## PROBLEM REQUIREMENTS
From the first line of the records down to the one that holds "on followed redirects.", transcribe each line exactly and add nothing.

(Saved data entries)
------------------------------------------------------------------------

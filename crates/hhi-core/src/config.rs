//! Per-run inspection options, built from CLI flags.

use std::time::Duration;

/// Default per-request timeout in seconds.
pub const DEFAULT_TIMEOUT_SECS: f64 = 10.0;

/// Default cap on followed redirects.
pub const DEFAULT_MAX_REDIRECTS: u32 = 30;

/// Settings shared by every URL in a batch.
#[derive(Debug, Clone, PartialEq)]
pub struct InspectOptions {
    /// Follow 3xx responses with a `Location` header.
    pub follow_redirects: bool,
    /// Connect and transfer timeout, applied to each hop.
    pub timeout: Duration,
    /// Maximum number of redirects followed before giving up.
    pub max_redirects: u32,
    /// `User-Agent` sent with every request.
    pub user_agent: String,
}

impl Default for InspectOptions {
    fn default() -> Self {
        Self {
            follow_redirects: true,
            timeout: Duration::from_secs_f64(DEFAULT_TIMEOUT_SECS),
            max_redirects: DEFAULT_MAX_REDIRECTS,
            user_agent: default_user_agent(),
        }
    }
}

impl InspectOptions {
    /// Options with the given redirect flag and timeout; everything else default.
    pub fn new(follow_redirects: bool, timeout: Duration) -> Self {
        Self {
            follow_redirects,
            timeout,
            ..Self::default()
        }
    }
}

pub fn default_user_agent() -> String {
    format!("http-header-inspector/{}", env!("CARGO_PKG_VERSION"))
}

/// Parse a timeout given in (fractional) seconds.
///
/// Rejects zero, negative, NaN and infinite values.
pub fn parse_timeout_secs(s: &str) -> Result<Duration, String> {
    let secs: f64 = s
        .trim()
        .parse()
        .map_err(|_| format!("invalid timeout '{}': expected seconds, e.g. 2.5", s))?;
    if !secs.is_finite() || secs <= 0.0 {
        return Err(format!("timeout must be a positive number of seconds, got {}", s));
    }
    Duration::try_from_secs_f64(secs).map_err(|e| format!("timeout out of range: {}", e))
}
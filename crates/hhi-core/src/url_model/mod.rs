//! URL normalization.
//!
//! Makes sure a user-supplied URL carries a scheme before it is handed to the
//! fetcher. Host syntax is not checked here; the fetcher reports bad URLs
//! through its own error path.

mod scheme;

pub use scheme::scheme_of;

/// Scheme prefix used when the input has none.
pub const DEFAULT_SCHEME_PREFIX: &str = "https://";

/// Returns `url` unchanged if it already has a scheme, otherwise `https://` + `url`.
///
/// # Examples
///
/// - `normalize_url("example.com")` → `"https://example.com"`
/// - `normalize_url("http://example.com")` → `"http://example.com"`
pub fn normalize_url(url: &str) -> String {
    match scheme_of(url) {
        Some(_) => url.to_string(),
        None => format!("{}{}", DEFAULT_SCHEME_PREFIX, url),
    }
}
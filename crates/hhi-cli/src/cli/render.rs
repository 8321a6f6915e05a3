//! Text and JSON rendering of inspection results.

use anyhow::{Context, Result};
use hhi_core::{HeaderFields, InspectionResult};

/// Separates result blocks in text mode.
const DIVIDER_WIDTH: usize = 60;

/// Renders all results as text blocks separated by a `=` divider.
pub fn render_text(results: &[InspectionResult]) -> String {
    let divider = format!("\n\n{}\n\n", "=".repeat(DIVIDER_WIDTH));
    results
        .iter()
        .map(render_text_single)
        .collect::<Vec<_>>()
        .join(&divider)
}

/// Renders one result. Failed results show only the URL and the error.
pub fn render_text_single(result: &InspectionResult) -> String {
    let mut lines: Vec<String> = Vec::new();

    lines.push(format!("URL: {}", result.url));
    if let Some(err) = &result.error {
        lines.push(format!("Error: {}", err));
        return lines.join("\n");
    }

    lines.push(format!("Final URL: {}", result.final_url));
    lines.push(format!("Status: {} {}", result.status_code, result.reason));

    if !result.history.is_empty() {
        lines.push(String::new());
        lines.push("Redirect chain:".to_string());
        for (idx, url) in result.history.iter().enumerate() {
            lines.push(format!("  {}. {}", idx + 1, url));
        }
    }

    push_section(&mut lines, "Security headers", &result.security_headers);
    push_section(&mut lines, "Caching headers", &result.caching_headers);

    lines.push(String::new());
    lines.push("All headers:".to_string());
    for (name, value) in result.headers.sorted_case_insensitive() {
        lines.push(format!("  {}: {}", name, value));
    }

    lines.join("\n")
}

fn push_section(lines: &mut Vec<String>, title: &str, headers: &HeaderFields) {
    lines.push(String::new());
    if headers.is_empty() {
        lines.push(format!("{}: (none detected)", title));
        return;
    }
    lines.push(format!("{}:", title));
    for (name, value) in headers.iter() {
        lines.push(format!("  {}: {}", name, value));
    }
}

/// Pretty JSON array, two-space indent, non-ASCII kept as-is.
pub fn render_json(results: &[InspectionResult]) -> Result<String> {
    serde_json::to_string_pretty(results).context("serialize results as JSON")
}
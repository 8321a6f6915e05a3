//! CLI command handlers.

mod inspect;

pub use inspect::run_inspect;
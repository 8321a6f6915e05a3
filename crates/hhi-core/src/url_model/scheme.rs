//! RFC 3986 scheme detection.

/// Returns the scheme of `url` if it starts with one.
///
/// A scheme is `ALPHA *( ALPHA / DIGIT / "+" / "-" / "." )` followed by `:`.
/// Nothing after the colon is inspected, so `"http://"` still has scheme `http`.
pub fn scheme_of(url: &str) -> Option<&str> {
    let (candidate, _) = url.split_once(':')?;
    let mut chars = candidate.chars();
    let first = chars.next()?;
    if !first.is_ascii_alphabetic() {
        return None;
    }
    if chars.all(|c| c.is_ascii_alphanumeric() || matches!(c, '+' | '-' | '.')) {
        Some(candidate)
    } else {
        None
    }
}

------------------------------------------------------------------------

## ANSWER SPACE
filename crates/hhi-core/src/config.rs
//! Per-run inspection options, built from CLI flags.

use std::time::Duration;

/// Default per-request timeout in seconds.
pub const DEFAULT_TIMEOUT_SECS: f64 = 10.0;

/// Default cap on followed redirects.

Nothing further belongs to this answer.